### [Work required]
Take each line of the records below that contains the string "NonNull" and copy it.

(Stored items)
· · · · · · ·

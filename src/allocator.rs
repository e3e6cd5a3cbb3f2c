//! The allocator facade: size/alignment dispatch over an arena handler.
//!
//! [`SpanAllocator`] is generic over the [`Handler`] strategy; the
//! [`SpanAlloc`] alias picks the thread-local handler (the default mode)
//! and [`SharedSpanAlloc`] the pooled one. All entry points collapse
//! internal contention and cache misses by falling one tier down; the only
//! failures surfaced are out-of-memory and unsupported alignment, both as
//! null (or typed through [`SpanAllocator::try_allocate`]).

use crate::arena::Arena;
use crate::config::{
    LARGE_MAX, LARGE_SPAN_OVERHEAD_MUL, MEDIUM_MAX, PAGE_SIZE, SMALL_GRANULARITY, SPAN_MAX,
    SPAN_SIZE,
};
use crate::handler::{Handler, SharedHandler};
use crate::size_class::{self, HUGE_CLASS_IDX};
use crate::span::{Span, span_of};
use crate::sync::WriterLock;
use crate::{stat_add, stat_inc};
use core::alloc::{GlobalAlloc, Layout};
use core::ptr::{self, NonNull};

#[cfg(feature = "std")]
use crate::handler::ThreadLocalHandler;

/// Allocation failure taxonomy. Hot paths report these as null; the typed
/// surface is [`SpanAllocator::try_allocate`].
#[derive(Clone, Copy, PartialEq, Eq, Debug)]
pub enum Error {
    /// The backing allocator failed, or size arithmetic overflowed.
    OutOfMemory,
    /// Alignment at or above the span size is not supported.
    InvalidAlignment,
}

/// Span-based allocator over an arena handler.
pub struct SpanAllocator<H: Handler> {
    handler: H,
}

/// The default allocator: one arena per thread.
#[cfg(feature = "std")]
pub type SpanAlloc = SpanAllocator<ThreadLocalHandler>;

/// The default allocator in no_std builds: pooled arenas.
#[cfg(not(feature = "std"))]
pub type SpanAlloc = SpanAllocator<SharedHandler>;

/// Allocator over a shared arena pool.
pub type SharedSpanAlloc = SpanAllocator<SharedHandler>;

#[cfg(feature = "std")]
impl SpanAllocator<ThreadLocalHandler> {
    pub const fn new() -> Self {
        Self {
            handler: ThreadLocalHandler::new(),
        }
    }

    pub const fn with_backing(backing: &'static dyn crate::backing::PageAllocator) -> Self {
        Self {
            handler: ThreadLocalHandler::with_backing(backing),
        }
    }
}

#[cfg(feature = "std")]
impl Default for SpanAllocator<ThreadLocalHandler> {
    fn default() -> Self {
        Self::new()
    }
}

impl SpanAllocator<SharedHandler> {
    pub const fn new_shared() -> Self {
        Self {
            handler: SharedHandler::new(),
        }
    }

    pub const fn shared_with_backing(backing: &'static dyn crate::backing::PageAllocator) -> Self {
        Self {
            handler: SharedHandler::with_backing(backing),
        }
    }
}

impl<H: Handler> SpanAllocator<H> {
    pub const fn with_handler(handler: H) -> Self {
        Self { handler }
    }

    /// Allocate `size` bytes at `align` (a power of two). Null on failure.
    /// Zero-size requests are served as one byte.
    pub fn allocate(&self, size: usize, align: usize) -> *mut u8 {
        debug_assert!(align.is_power_of_two());
        let size = size.max(1);
        stat_inc!(alloc_count);
        stat_add!(alloc_bytes, size as u64);

        if align <= SMALL_GRANULARITY {
            return self.allocate_sized(size);
        }
        if align >= SPAN_SIZE {
            return ptr::null_mut();
        }

        // Over-aligned: over-allocate by the alignment, then slide the
        // block pointer up to the boundary. The span remembers that block
        // starts are no longer on the class stride.
        let Some(combined) = size.checked_add(align) else {
            return ptr::null_mut();
        };
        let p = self.allocate_sized(combined);
        if p.is_null() {
            return p;
        }
        let aligned = ((p as usize + align - 1) & !(align - 1)) as *mut u8;
        if aligned != p {
            unsafe {
                (*span_of(p))
                    .aligned_blocks
                    .store(true, core::sync::atomic::Ordering::Relaxed);
            }
        }
        aligned
    }

    /// Typed allocation front end.
    pub fn try_allocate(&self, size: usize, align: usize) -> Result<NonNull<u8>, Error> {
        if align >= SPAN_SIZE {
            return Err(Error::InvalidAlignment);
        }
        NonNull::new(self.allocate(size, align)).ok_or(Error::OutOfMemory)
    }

    /// Route a request by size regime through an acquired arena.
    fn allocate_sized(&self, size: usize) -> *mut u8 {
        let arena = self.handler.acquire_arena();
        if arena.is_null() {
            return ptr::null_mut();
        }
        let p = unsafe {
            if size <= MEDIUM_MAX {
                (*arena).allocate_to_span(size_class::class_of(size))
            } else if size <= SPAN_MAX {
                (*arena).allocate_one_span()
            } else if size <= LARGE_MAX {
                let count = size_class::large_span_count(size);
                let max_count = count + (count as f64 * LARGE_SPAN_OVERHEAD_MUL) as usize;
                (*arena).allocate_to_large_span(count, max_count)
            } else {
                (*arena).allocate_huge(size)
            }
        };
        self.handler.release_arena(arena);
        p
    }

    /// Free a block. `size` and `align` are hints; dispatch is canonical
    /// through the block's span header, except that a huge-sized hint
    /// routes straight to the one-reservation free.
    ///
    /// # Safety
    ///
    /// `ptr` must be a live block returned by this allocator, with `size`
    /// no larger than the size class it was allocated under.
    pub unsafe fn free(&self, ptr: *mut u8, size: usize, align: usize) {
        stat_inc!(free_count);
        let _ = align;
        if ptr.is_null() {
            return;
        }
        unsafe {
            let span = span_of(ptr);
            let arena = (*span).arena as *mut Arena<H::Lock>;

            if size > LARGE_MAX || (*span).class.class_idx == HUGE_CLASS_IDX {
                (*arena).free_huge_span(span);
                return;
            }

            if (*span).class.is_multi_block() {
                if (*arena).lock.try_acquire() {
                    (*arena).free_block_owned(span, ptr);
                    (*arena).lock.release();
                } else {
                    (*arena).free_block_foreign(span, ptr);
                }
            } else {
                // Whole-span block: producer-safe from any thread.
                (*arena).free_span(span);
            }
        }
    }

    /// Grow or shrink in place. True iff `ptr` still holds `new_size`
    /// bytes afterwards; the first `min(old_size, new_size)` bytes are
    /// untouched either way.
    ///
    /// # Safety
    ///
    /// `ptr` must be a live block of this allocator sized `old_size`.
    pub unsafe fn resize(&self, ptr: *mut u8, old_size: usize, new_size: usize, align: usize) -> bool {
        stat_inc!(resize_count);
        if ptr.is_null() || new_size == 0 {
            return false;
        }
        if align > 1 && (ptr as usize) & (align - 1) != 0 {
            return false;
        }
        unsafe {
            let span = span_of(ptr);
            let class = (*span).class;

            if old_size > LARGE_MAX || class.class_idx == HUGE_CLASS_IDX {
                if class.class_idx != HUGE_CLASS_IDX {
                    return false;
                }
                // In place up to the page-aligned ceiling of the current
                // buffer, never past the reservation itself.
                let ceiling = ((old_size - 1) / PAGE_SIZE) * PAGE_SIZE + PAGE_SIZE;
                let available = (*span).alloc_size - (ptr as usize - (*span).initial_ptr as usize);
                return new_size <= ceiling && new_size <= available;
            }
            if new_size > LARGE_MAX {
                return false;
            }

            if class.is_multi_block() {
                let block = Span::block_start(span, ptr);
                let offset = ptr as usize - block as usize;
                offset + new_size <= class.block_size as usize
            } else {
                // Span-class and large blocks: room to the end of the
                // span's owned reservation share.
                let used = ptr as usize - (*span).initial_ptr as usize;
                new_size <= (*span).alloc_size - used
            }
        }
    }

    /// In-place remap: `ptr` when `resize` succeeds, null otherwise (the
    /// caller then allocates, copies, and frees).
    ///
    /// # Safety
    ///
    /// Same contract as [`SpanAllocator::resize`].
    pub unsafe fn remap(&self, ptr: *mut u8, old_size: usize, new_size: usize, align: usize) -> *mut u8 {
        if unsafe { self.resize(ptr, old_size, new_size, align) } {
            ptr
        } else {
            ptr::null_mut()
        }
    }

    /// Drain every cache back to the backing allocator and return the
    /// number of spans still holding live blocks. Zero means nothing would
    /// be reported as leaked if the allocator were dropped now.
    pub fn leaked_spans(&mut self) -> usize {
        self.handler.leaked_spans()
    }

    /// Bytes actually usable behind `ptr`.
    ///
    /// # Safety
    ///
    /// `ptr` must be a live block of this allocator.
    pub unsafe fn usable_size(&self, ptr: *mut u8) -> usize {
        unsafe {
            let span = span_of(ptr);
            let class = (*span).class;
            if class.is_multi_block() {
                let block = Span::block_start(span, ptr);
                class.block_size as usize - (ptr as usize - block as usize)
            } else {
                (*span).alloc_size - (ptr as usize - (*span).initial_ptr as usize)
            }
        }
    }
}

unsafe impl<H: Handler> GlobalAlloc for SpanAllocator<H> {
    #[inline]
    unsafe fn alloc(&self, layout: Layout) -> *mut u8 {
        let size = layout.size();
        if size == 0 {
            return layout.align() as *mut u8;
        }
        self.allocate(size, layout.align())
    }

    #[inline]
    unsafe fn dealloc(&self, ptr: *mut u8, layout: Layout) {
        if layout.size() == 0 {
            return;
        }
        unsafe { self.free(ptr, layout.size(), layout.align()) };
    }

    unsafe fn alloc_zeroed(&self, layout: Layout) -> *mut u8 {
        let ptr = unsafe { self.alloc(layout) };
        if !ptr.is_null() && layout.size() > 0 {
            unsafe { ptr::write_bytes(ptr, 0, layout.size()) };
        }
        ptr
    }

    unsafe fn realloc(&self, ptr: *mut u8, layout: Layout, new_size: usize) -> *mut u8 {
        if ptr.is_null() || layout.size() == 0 {
            let new_layout = unsafe { Layout::from_size_align_unchecked(new_size, layout.align()) };
            return unsafe { self.alloc(new_layout) };
        }
        if new_size == 0 {
            unsafe { self.dealloc(ptr, layout) };
            return layout.align() as *mut u8;
        }

        if unsafe { self.resize(ptr, layout.size(), new_size, layout.align()) } {
            return ptr;
        }

        // Must move: allocate, copy, free. The real usable size bounds the
        // copy — the caller's layout may be stale after in-place shrinks.
        let old_usable = unsafe { self.usable_size(ptr) };
        let new_layout = unsafe { Layout::from_size_align_unchecked(new_size, layout.align()) };
        let new_ptr = unsafe { self.alloc(new_layout) };
        if !new_ptr.is_null() {
            unsafe {
                ptr::copy_nonoverlapping(ptr, new_ptr, old_usable.min(new_size));
                self.free(ptr, layout.size(), layout.align());
            }
        }
        new_ptr
    }
}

· · · · · · ·

### [Task solution]
use core::ptr::{self, NonNull};
    pub fn try_allocate(&self, size: usize, align: usize) -> Result<NonNull<u8>, Error> {
        NonNull::new(self.allocate(size, align)).ok_or(Error::OutOfMemory)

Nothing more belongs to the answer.